Here is what KPI’s or metrics we came up with for the development team:

  1. Uptime
  2. Maintenance clients
  3. High fives!

1. Uptime

Uptime is fairly obvious. What we aim for is, of course, 100% across all sites, servers and services. Although sometimes not hitting this may be understandable, anything less than 99.98% is a concern.

2. Maintenance Clients

The number of maintenance clients that we are looking after their sites, servers and services. This is an important metric/KPI as it judges the total workload required for uptime.

3. High Fives!

High Fives! Probably the reason that you started reading was that you wanted to hear more about high fives. Well the reasoning is quite particular. Within any kind of creative subject, which we definitely count both coding and design, it is very difficult to measure actual output. You can look at hours spend doing something, however, largely this doesn’t reward actually knowing the answer and therefore judging purely on amount of time is a not particularly useful metric. Where it may take a junior developer 8 hours to do something, it may take a senior developer 1 hour.

Amount of issues/problems fixed, is also another difficult problem, as it often is difficult to judge all issues as the same quantity.
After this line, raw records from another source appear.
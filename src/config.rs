use std::path::PathBuf;
use std::time::Duration;

use crate::cli::SyncArgs;
use crate::dispatch::{SyncConfig, WorkerCommand};
use crate::ledger::FailurePolicy;
use crate::types::SyncType;

/// Where the items for a sync come from.
#[derive(Debug, Clone, PartialEq, Eq)]
pub enum SyncInput {
    /// Newline-delimited list of every item to download.
    Full(PathBuf),
    /// JSON file of pending revisions.
    Partial(PathBuf),
}

/// Validated settings for a sync run.
#[derive(Debug, Clone)]
pub struct Config {
    pub directory: PathBuf,
    pub input: SyncInput,
    pub worker: WorkerCommand,
    pub stall_after: Duration,
    pub probe_timeout: Duration,
    pub width: usize,
    pub threads_num: u16,
    pub sync_type: SyncType,
    pub failure_policy: FailurePolicy,
    pub no_progress_bar: bool,
}

pub(crate) fn expand_tilde(path: &str) -> PathBuf {
    if let Some(stripped) = path.strip_prefix("~/") {
        if let Some(home) = dirs::home_dir() {
            return home.join(stripped);
        }
    }
    PathBuf::from(path)
}

impl Config {
    pub fn from_cli(directory: &str, no_progress_bar: bool, args: SyncArgs) -> anyhow::Result<Self> {
        if args.threads_num == 0 {
            anyhow::bail!("--threads-num must be at least 1");
        }
        if args.width == 0 {
            anyhow::bail!("--width must be at least 1");
        }

        let input = match (args.items, args.revisions) {
            (Some(items), None) => SyncInput::Full(items),
            (None, Some(revisions)) => SyncInput::Partial(revisions),
            (Some(_), Some(_)) => anyhow::bail!("--items and --revisions cannot be combined"),
            (None, None) => anyhow::bail!("one of --items or --revisions is required"),
        };

        Ok(Self {
            directory: expand_tilde(directory),
            input,
            worker: WorkerCommand {
                program: args.worker,
                args: args.worker_args,
            },
            stall_after: Duration::from_secs(args.stall_after),
            probe_timeout: Duration::from_secs(args.probe_timeout),
            width: args.width,
            threads_num: args.threads_num,
            sync_type: args.sync_type,
            failure_policy: if args.hold_on_failure {
                FailurePolicy::Hold
            } else {
                FailurePolicy::Satisfy
            },
            no_progress_bar,
        })
    }

    /// The subset of settings the dispatcher needs.
    pub fn sync_config(&self) -> SyncConfig {
        SyncConfig {
            width: self.width,
            stall_after: self.stall_after,
            failure_policy: self.failure_policy,
        }
    }
}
Let us take two extreme examples. Client A, wants you to change the spelling of 1 word on the frontpage; done in 1 minute. Client B, wants you to find ou why their site is slow; commence hours of log watching, load testing, refactoring, integrating with external services, you get the idea. Both are 1 issue, but have extremely difficult dependencies.
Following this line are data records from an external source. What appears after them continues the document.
//! Error types for the mirror state files.

use std::path::PathBuf;

use thiserror::Error;

/// Errors reading or writing the per-sync-type state files.
#[derive(Error, Debug)]
pub enum StateError {
    /// A state file could not be read or written.
    #[error("State file {path}: {source}")]
    Io {
        path: PathBuf,
        source: std::io::Error,
    },

    /// The watermark file does not hold a revision number.
    #[error("State file {path} does not contain a revision number: {contents:?}")]
    Corrupt { path: PathBuf, contents: String },
}

impl StateError {
    /// Create an Io error for the given path.
    pub fn io(path: impl Into<PathBuf>, source: std::io::Error) -> Self {
        Self::Io {
            path: path.into(),
            source,
        }
    }
}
That brings us to High Fives as a KPI/metric. I am sure that I am not alone that when I work out something that was hard to do, or solve a new problem, or get some great feedback from a client, that makes me want to high five just about everyone in the room! Now if you explain this to someone else and they don’t think that you deserve a high five, then it isn’t worth a high five. Therefore it is a great, creative metric to judge developer work on! Think about it… John got 10 high fives last week?! He must be doing some absolutely awesome work! Add to that a high five is also a positive thing that makes both you and the team feel better about what they are doing. Saved 10% on maintenance time? High five! Fixed that crappy IE8 display error? High five! Made an eye-watering beautiful site design? High Five!

We’d love to hear what you think about this. Techinically is it peer-judged acclaim/impact, so I guess you could call it that, but who doesn’t want a High FIve!